Un patto segreto tra paesi «virtuosi»
Il New York Times: «Le grandi banche mondiali preparano piani d’emergenza in previsione del possibile crollo della moneta unica» Due notizie estreme nella stessa giornata. Per fortuna la seconda è indirettamente una risposta alla prima, così che gli effetti – come altre volte avvenuto – non si possono sommare.
La prima è arrivata dagli Stati uniti e aveva un «non so che» di terrificante: le 100 più grandi banche del mondo si stanno preparando a uno scenario in cui l’euro crolla. Riportata dal New York Times, non da uno dei tanti siti affetti da catastrofismo congenito, era peraltro la conferma di numerose voci che arrivano anche a noi dal mondo finanziario: «Asia e Usa stanno vendendo tutto quel che hanno denominato in euro». Titoli di stato dei Piigs, certo, ma anche azioni e bond societari.

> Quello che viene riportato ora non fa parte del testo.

use std::time::Duration;

/// Key the serialized session record lives under, read by the dashboard pages.
pub const SESSION_KEY: &str = "user";

pub const MIN_PASSWORD_LENGTH: usize = 6;

pub const DOCTOR_DASHBOARD: &str = "doctor-dashboard.html";
pub const PATIENT_DASHBOARD: &str = "patient-dashboard.html";

/// How long the signup success message stays up before switching to the login modal.
pub const SIGNUP_SUCCESS_DELAY: Duration = Duration::from_secs(2);
/// How long the welcome message stays up before navigating to the dashboard.
pub const LOGIN_REDIRECT_DELAY: Duration = Duration::from_secs(1);

// Audit log action names
pub const ACCOUNT_CREATED: &str = "account_created";
pub const SIGNUP_COMPENSATED: &str = "signup_compensated";
pub const USER_LOGGED_IN: &str = "user_logged_in";
pub const USER_LOGGED_OUT: &str = "user_logged_out";
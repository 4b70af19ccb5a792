pub mod controller;
pub mod dialogs;
pub mod errors;
pub mod models;
pub mod services;
pub mod jwt;
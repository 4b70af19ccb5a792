use axum::{Router, http::header, routing::get};
use careportal::api::handlers::api_routes;
use careportal::api::openapi::ApiDoc;
use careportal::config::CONFIG;
use careportal::core::services::AccountService;
use careportal::infrastructure::{
    auth::in_memory::InMemoryAuthBackend, logging::in_memory::InMemoryLogging,
    session::in_memory::InMemorySessionStore, storage::in_memory::InMemoryProfileStore,
};
use std::net::SocketAddr;
use std::sync::Arc;
use std::time::Duration;
use tower_http::{
    compression::CompressionLayer,
    cors::{Any, CorsLayer},
    timeout::TimeoutLayer,
    trace::TraceLayer,
};
use tracing::info;
use utoipa::OpenApi;
use utoipa_swagger_ui::SwaggerUi;

#[tokio::main]
async fn main() -> Result<(), Box<dyn std::error::Error>> {
    // Initialize tracing
    tracing_subscriber::fmt()
        .with_env_filter(CONFIG.log_level.as_str())
        .init();

    // Initialize the backend stand-ins
    let auth = InMemoryAuthBackend::new(CONFIG.jwt_secret.clone());
    let profiles = InMemoryProfileStore::new();
    let sessions = InMemorySessionStore::new();
    let logging = InMemoryLogging::new();
    let service = Arc::new(AccountService::new(
        logging,
        auth,
        profiles,
        sessions,
        CONFIG.jwt_secret.clone(),
    ));

    let app = Router::new()
        // add / route with a simple health check
        .route("/", get(|| async { "OK" }))
        .nest("/api", api_routes(service))
        .merge(SwaggerUi::new("/swagger-ui").url("/api-docs/openapi.json", ApiDoc::openapi()))
        .layer(CompressionLayer::new()) // Gzip compression
        .layer(TimeoutLayer::new(Duration::from_secs(30))) // 30-second timeout
        .layer(
            CorsLayer::new()
                .allow_origin(Any)
                .allow_methods([http::Method::GET, http::Method::POST])
                .allow_headers([header::CONTENT_TYPE, header::AUTHORIZATION]),
        )
        .layer(TraceLayer::new_for_http()); // Request tracing

    // Start server
    let addr = SocketAddr::from(([127, 0, 0, 1], CONFIG.port));
    info!("Server running at http://{}", addr);
    let listener = tokio::net::TcpListener::bind(addr).await?;
    axum::serve(listener, app).await?;

    Ok(())
}
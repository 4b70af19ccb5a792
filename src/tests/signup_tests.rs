use crate::core::errors::PortalError;
use crate::core::models::{AppLog, DoctorProfile, PatientProfile};
use crate::core::services::AccountService;
use crate::infrastructure::logging::LoggingService;
use crate::infrastructure::storage::ProfileStore;
use crate::tests::{create_test_service, doctor_form, patient_form, TEST_SECRET};
use crate::infrastructure::auth::in_memory::InMemoryAuthBackend;
use crate::infrastructure::logging::in_memory::InMemoryLogging;
use crate::infrastructure::session::in_memory::InMemorySessionStore;
use async_trait::async_trait;

#[tokio::test]
async fn test_signup_rejects_empty_field_without_remote_call() {
    let (service, backends) = create_test_service();

    let mut form = doctor_form();
    form.name = "   ".to_string();
    let result = service.sign_up(form).await;
    assert!(matches!(result, Err(PortalError::MissingFields)));

    let mut form = doctor_form();
    form.specialization = String::new();
    let result = service.sign_up(form).await;
    assert!(matches!(result, Err(PortalError::MissingFields)));

    assert_eq!(backends.auth.user_count().await, 0);
    assert_eq!(backends.profiles.doctor_count().await, 0);
    assert_eq!(backends.profiles.patient_count().await, 0);
}

#[tokio::test]
async fn test_signup_rejects_short_password_without_remote_call() {
    let (service, backends) = create_test_service();

    let mut form = doctor_form();
    form.password = "abc12".to_string();
    let result = service.sign_up(form).await;
    assert!(matches!(result, Err(PortalError::PasswordTooShort)));

    assert_eq!(backends.auth.user_count().await, 0);
}

#[tokio::test]
async fn test_signup_doctor_inserts_exactly_one_row() {
    let (service, backends) = create_test_service();

    let receipt = service.sign_up(doctor_form()).await.unwrap();

    assert_eq!(backends.auth.user_count().await, 1);
    assert_eq!(backends.profiles.doctor_count().await, 1);
    assert_eq!(backends.profiles.patient_count().await, 0);

    let row = backends
        .profiles
        .find_doctor(&receipt.user_id)
        .await
        .unwrap()
        .unwrap();
    assert_eq!(row.name, "Ann");
    assert_eq!(row.email, "ann@x.com");
    assert_eq!(row.specialization, "Cardiology");
    assert!(row.appointments.is_empty());
    assert!(row.schedule.is_empty());
}

#[tokio::test]
async fn test_signup_patient_inserts_exactly_one_row() {
    let (service, backends) = create_test_service();

    let receipt = service.sign_up(patient_form()).await.unwrap();

    assert_eq!(backends.profiles.doctor_count().await, 0);
    assert_eq!(backends.profiles.patient_count().await, 1);

    let row = backends
        .profiles
        .find_patient(&receipt.user_id)
        .await
        .unwrap()
        .unwrap();
    assert_eq!(row.name, "Bob");
    assert!(row.medical_history.is_empty());
    assert!(row.appointments.is_empty());
    assert!(row.prescriptions.is_empty());
}

#[tokio::test]
async fn test_signup_duplicate_email_surfaces_backend_error() {
    let (service, backends) = create_test_service();

    service.sign_up(doctor_form()).await.unwrap();
    let result = service.sign_up(doctor_form()).await;
    assert!(matches!(result, Err(PortalError::EmailAlreadyRegistered(_))));
    assert_eq!(backends.auth.user_count().await, 1);
}

/// Profile store that rejects every insert, to exercise the compensation
/// path of the two-phase signup.
#[derive(Clone)]
struct FailingProfileStore;

#[async_trait]
impl ProfileStore for FailingProfileStore {
    async fn insert_doctor(&self, _profile: DoctorProfile) -> Result<(), PortalError> {
        Err(PortalError::StorageError("insert rejected".to_string()))
    }

    async fn insert_patient(&self, _profile: PatientProfile) -> Result<(), PortalError> {
        Err(PortalError::StorageError("insert rejected".to_string()))
    }

    async fn find_doctor(&self, _user_id: &str) -> Result<Option<DoctorProfile>, PortalError> {
        Ok(None)
    }

    async fn find_patient(&self, _user_id: &str) -> Result<Option<PatientProfile>, PortalError> {
        Ok(None)
    }
}

#[tokio::test]
async fn test_signup_insert_failure_deletes_auth_identity() {
    let auth = InMemoryAuthBackend::new(TEST_SECRET.to_string());
    let service = AccountService::new(
        InMemoryLogging::new(),
        auth.clone(),
        FailingProfileStore,
        InMemorySessionStore::new(),
        TEST_SECRET.to_string(),
    );

    let result = service.sign_up(doctor_form()).await;
    match result {
        Err(PortalError::StorageError(msg)) => assert_eq!(msg, "insert rejected"),
        other => panic!("expected storage error, got {:?}", other.map(|r| r.user_id)),
    }

    // The half-created identity was compensated away.
    assert_eq!(auth.user_count().await, 0);
}

/// Audit sink that rejects every write.
#[derive(Clone)]
struct FailingLogger;

#[async_trait]
impl LoggingService for FailingLogger {
    async fn log_action(
        &self,
        _action: &str,
        _details: serde_json::Value,
        _user_id: Option<&str>,
    ) -> Result<(), PortalError> {
        Err(PortalError::LoggingError("audit sink down".to_string()))
    }

    async fn get_logs(&self) -> Result<Vec<AppLog>, PortalError> {
        Ok(Vec::new())
    }
}

#[tokio::test]
async fn test_signup_insert_failure_surfaces_even_when_audit_write_fails() {
    let auth = InMemoryAuthBackend::new(TEST_SECRET.to_string());
    let service = AccountService::new(
        FailingLogger,
        auth.clone(),
        FailingProfileStore,
        InMemorySessionStore::new(),
        TEST_SECRET.to_string(),
    );

    let result = service.sign_up(doctor_form()).await;
    match result {
        Err(PortalError::StorageError(msg)) => assert_eq!(msg, "insert rejected"),
        other => panic!("expected storage error, got {:?}", other.map(|r| r.user_id)),
    }

    assert_eq!(auth.user_count().await, 0);
}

Nei dettagli: Merrill Lynch, Nomura, Barclays, hanno diramato in settimana un fitta serie di report che prefigurano la necessità di approntare «piani di emergenza». La stessa Barclays ha condotto un sondaggio tra i propri clienti più importanti, da cui emerge la convinzione diffusa che almeno un paese (la Grecia, naturalmente) sarà obbligato ad uscire dalla moneta unica. Negli Usa le autorità hanno invitato le grandi banche basate negli States, a partire da Citigroup, a ridurre l’esposizione verso la zona euro. Fino alla nota «di colore»: il colosso tedesco del turismo Tui ha inviato alle catene alberghiere elleniche la richiesta di rinegoziare i contratti denominandoli in dracme (la moneta nazionale da tempo scomparsa), in modo da ridurre eventuali perdite dovute a un default greco.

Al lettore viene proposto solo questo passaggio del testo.